DATA SUPPLIED below:

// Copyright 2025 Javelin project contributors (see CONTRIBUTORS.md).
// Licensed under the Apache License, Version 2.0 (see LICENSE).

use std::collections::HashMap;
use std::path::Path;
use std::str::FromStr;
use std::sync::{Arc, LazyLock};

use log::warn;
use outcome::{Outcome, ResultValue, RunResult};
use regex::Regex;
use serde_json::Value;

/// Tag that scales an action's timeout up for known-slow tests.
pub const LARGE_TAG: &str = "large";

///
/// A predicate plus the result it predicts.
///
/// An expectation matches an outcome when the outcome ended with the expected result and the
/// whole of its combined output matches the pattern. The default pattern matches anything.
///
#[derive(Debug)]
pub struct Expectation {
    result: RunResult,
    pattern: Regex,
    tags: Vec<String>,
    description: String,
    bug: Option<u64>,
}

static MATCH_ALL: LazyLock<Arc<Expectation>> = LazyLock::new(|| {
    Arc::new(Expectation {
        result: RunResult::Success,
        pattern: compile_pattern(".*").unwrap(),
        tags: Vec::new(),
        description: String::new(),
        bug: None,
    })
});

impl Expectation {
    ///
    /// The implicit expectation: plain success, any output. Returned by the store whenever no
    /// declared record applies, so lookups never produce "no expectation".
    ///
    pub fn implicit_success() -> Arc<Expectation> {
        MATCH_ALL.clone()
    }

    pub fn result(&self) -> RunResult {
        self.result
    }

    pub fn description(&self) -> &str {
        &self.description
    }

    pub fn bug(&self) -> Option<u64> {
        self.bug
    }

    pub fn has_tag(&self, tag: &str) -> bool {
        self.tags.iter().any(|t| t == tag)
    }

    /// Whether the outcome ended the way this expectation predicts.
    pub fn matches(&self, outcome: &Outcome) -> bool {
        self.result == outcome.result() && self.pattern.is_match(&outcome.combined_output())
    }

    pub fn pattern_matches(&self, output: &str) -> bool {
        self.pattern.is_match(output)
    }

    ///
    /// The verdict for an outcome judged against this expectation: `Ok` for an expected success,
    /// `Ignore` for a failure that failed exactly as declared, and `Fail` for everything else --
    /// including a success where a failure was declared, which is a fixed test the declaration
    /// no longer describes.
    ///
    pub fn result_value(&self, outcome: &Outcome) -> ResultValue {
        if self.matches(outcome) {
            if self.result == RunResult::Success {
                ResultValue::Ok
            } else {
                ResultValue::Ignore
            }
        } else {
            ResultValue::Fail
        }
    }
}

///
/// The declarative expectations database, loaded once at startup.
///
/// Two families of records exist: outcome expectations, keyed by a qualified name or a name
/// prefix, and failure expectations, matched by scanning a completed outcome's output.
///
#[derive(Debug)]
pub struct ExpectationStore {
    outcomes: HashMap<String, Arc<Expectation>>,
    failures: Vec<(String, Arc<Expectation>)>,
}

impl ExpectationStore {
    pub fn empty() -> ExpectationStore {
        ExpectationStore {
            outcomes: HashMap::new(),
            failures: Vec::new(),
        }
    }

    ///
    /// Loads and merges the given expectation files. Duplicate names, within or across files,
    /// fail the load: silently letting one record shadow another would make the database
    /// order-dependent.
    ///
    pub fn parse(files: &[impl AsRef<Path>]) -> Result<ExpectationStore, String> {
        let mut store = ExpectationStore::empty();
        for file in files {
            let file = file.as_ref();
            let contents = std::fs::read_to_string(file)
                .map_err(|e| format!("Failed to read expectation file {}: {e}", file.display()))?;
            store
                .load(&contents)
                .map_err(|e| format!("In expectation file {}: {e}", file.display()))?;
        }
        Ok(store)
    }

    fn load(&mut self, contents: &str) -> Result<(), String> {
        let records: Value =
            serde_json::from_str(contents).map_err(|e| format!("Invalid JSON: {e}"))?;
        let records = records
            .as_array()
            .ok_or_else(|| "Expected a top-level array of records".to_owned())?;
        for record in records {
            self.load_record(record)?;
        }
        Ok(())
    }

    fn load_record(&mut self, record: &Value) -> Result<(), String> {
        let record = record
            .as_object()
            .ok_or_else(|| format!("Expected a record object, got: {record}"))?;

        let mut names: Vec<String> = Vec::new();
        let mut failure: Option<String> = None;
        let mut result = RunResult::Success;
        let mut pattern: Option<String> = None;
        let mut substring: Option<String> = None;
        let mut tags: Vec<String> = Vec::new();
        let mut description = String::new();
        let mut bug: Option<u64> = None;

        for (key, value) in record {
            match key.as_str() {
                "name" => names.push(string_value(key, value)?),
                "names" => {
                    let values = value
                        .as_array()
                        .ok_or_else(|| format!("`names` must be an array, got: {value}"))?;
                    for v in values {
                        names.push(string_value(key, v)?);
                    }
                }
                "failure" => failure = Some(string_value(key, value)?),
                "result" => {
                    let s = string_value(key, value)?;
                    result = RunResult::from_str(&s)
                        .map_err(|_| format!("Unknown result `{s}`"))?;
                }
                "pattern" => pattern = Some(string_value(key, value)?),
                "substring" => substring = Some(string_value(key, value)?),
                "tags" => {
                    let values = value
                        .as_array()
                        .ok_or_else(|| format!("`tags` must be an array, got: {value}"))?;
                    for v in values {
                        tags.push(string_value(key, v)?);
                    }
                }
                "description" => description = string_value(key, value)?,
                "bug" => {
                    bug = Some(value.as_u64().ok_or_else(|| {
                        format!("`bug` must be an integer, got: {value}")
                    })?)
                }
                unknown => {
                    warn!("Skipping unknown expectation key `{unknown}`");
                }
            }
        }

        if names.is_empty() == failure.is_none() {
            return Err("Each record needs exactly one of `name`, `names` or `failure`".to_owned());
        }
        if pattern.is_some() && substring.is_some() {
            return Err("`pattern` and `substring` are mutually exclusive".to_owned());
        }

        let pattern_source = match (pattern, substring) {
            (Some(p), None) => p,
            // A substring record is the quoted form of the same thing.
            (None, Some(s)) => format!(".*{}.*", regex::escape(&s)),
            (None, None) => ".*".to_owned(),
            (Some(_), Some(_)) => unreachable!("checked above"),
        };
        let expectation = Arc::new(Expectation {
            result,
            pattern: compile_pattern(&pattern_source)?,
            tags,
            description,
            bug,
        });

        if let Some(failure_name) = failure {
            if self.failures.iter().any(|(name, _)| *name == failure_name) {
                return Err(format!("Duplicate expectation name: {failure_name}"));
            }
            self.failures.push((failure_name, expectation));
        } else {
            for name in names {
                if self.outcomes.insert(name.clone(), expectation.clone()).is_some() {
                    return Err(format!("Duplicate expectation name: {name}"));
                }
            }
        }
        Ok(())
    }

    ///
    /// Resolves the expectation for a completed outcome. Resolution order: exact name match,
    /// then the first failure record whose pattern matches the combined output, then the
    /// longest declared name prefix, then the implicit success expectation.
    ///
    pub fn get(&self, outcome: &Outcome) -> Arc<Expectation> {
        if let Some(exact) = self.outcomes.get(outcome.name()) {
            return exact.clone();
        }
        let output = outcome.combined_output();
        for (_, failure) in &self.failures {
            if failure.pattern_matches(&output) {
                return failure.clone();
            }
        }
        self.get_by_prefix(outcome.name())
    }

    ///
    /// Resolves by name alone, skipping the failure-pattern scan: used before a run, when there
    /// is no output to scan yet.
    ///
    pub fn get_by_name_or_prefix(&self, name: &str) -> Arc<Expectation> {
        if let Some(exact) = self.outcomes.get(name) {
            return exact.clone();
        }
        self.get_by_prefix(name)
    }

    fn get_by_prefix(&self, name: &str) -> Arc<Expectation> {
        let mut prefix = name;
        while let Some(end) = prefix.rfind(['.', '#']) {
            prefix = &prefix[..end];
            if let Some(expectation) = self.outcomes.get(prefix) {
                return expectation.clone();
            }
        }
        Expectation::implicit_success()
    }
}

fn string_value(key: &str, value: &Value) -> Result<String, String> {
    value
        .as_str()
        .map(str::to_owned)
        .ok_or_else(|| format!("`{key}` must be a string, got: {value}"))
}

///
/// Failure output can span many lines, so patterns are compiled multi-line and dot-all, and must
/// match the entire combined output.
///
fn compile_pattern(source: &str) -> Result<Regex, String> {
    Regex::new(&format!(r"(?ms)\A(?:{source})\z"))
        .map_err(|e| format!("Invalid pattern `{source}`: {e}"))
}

End of DATA SUPPLIED.

TASK OBJECTIVE
Out of the data above, give again only the lines starting at the one holding "record needs exactly" and ending at the one holding "the same thing.", unchanged.

WRITTEN REPLY
            return Err("Each record needs exactly one of `name`, `names` or `failure`".to_owned());
        }
        if pattern.is_some() && substring.is_some() {
            return Err("`pattern` and `substring` are mutually exclusive".to_owned());
        }

        let pattern_source = match (pattern, substring) {
            (Some(p), None) => p,
            // A substring record is the quoted form of the same thing.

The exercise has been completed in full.